I’m the next Genghis Khan

Hallyu is the next Manga

NetKim is the next Mark Mobius

Dogbertt is the next Joseph Paul Franklin

Yuna is the next Kwak Hyun Hwa

wjk is the next wjk

the Marmot Hole is the New York Times of the Asian century

and your dealer must be a very rich man ;)

156 NetizenKim August 10, 2010 at 6:52 am

I love that movie Gangs of New York.

One of the best lines from that movie was this,

You see this knife? I’m gonna teach you to speak English with this fucking knife!

Back then, the newcomers learned their English in a hurry.

There was once a time in America when the Pollacks, Jews, Micks, Wops, and WASPs raised hell in the streets of New York. After about a hundred years of doing this, the Pollacks, Jews, Micks, Wops, and WASPs got most of their pent-up Old World ethnic hatreds out of their system. But back then, off-color remarks were settled with the clash of steel, fist, and blood. Today, white people form tedious committees to analyze the legal ramifications of freedom of speech. Their proposed solution to racism is to bore everyone to death. One realizes that they just don’t make white people like they used to. Hence, my use of the word “white boys”.

We Korean-Americans who arrived in the New World at the dawn of Political Correctness missed out on a sepia-tinted Golden Age period of America’s past.

157 thekorean August 10, 2010 at 6:56 am

We Korean-Americans who arrived in the New World at the dawn of Political Correctness missed out on a sepia-tinted Golden Age period of America’s past.

I would prefer it if you drop the “We Korean-Americans” and replace it with “I”.

158 WangKon936 August 10, 2010 at 6:56 am

NK,

You weren’t around for the L.A. Riots, huh? That’s the problem with you East Coast KAs… you fellas think history always revolves around you and your own little Brooklyn cubbyhole.

159 NetizenKim August 10, 2010 at 7:09 am

#156
I would prefer it if you drop the “We Korean-Americans” and replace it with “I”.

Ah yes, you’re right. I shouldn’t speak for all Korean-American. Next thing you know, I might be referring to myself in the third person within my own body of work.

160 gangpehmoderniste August 10, 2010 at 7:20 am

One realizes that they just don’t make white people like they used to

If you really really and i repeat really miss the good ole uncompromising white folks as they used to be may i suggest you a vacation in Moscow, Russia ?

Shouldn’t be too different from the mean streets of New York circa mid ’800

161 aaronm August 10, 2010 at 10:18 am

“I’m serious. I wouldn’t trust these creeps with my back turned. I’m just being honest”.

Right you are! You should come and join one of our high-brow discussions over the best way to dismember a corpse!

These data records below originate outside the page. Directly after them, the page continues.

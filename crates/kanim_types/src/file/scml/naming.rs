//! Sprite file naming conventions.
//!
//! Sprite files are named `{base}_{index}.png`: the trailing digits after the last
//! underscore are the frame index within the symbol named `base`.

/// Strips the extension from a file name, keeping any directory part.
pub fn without_extension(name: &str) -> &str {
	match name.rfind('.') {
		Some(dot) if !name[dot..].contains('/') && dot > 0 => &name[..dot],
		_ => name,
	}
}

/// Splits an extension-less sprite name into its symbol base name and frame index.
///
/// Names without an underscore or with a non-numeric suffix map to `(name, 0)`.
///
/// ```
/// use kanim_types::file::scml::split_frame;
///
/// assert_eq!(split_frame("walk_3"), ("walk", 3));
/// assert_eq!(split_frame("arm_upper_12"), ("arm_upper", 12));
/// assert_eq!(split_frame("logo"), ("logo", 0));
/// ```
pub fn split_frame(name: &str) -> (&str, i32) {
	if let Some((base, suffix)) = name.rsplit_once('_') {
		if !suffix.is_empty() && suffix.bytes().all(|b| b.is_ascii_digit()) {
			if let Ok(index) = suffix.parse() {
				return (base, index);
			}
		}
	}
	(name, 0)
}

162 seouldout August 10, 2010 at 10:39 am

The only blokes I’ve seen exhibit a violent streak here are gangpeh, wjk and pawi.

163 dogbertt August 10, 2010 at 1:14 pm

I do however think aaronm and dogbert are the type to engage in murder, to be murderers. I’m quite serious.

You’re quite the little drama queen.

And dogbert seems like your typical cold-blooded murder, racist and full of snark and disconnect toward other human beings.

Kind of like you, when you refer to those who are not fellow atheists. Know thyself, kyopo.

I’m just being honest.

How many times have you been stopped and asked to show proof of legal residence lately, boy?

164 Jieun K August 10, 2010 at 2:36 pm

I see some real fun posts here I’d def give two thumbs up. Too bad I don’t have the button to click. Keep ‘em comin’ brothers.

165 gangpehmoderniste August 10, 2010 at 4:28 pm

Seouldout:

Pawi wouldn’t hurt a fly, the guy has clearly an heart of gold, wjk is in a league of his own, i call it onirical poetry

166 aaronm August 10, 2010 at 5:07 pm

Who is anything like their online persona, FFS? People thought that I was actually the guy in the Naughty Nigel avatar I used to sport, the one that ABCDEFG is too dense to realize the significance behind my using it here.

167 t_song August 12, 2010 at 3:06 am

@Jieun K
I second that. The whole Cho Seunghui middle section of the thread actually warrants two middle-fingers. But overall, what a great collection of Internet humanity.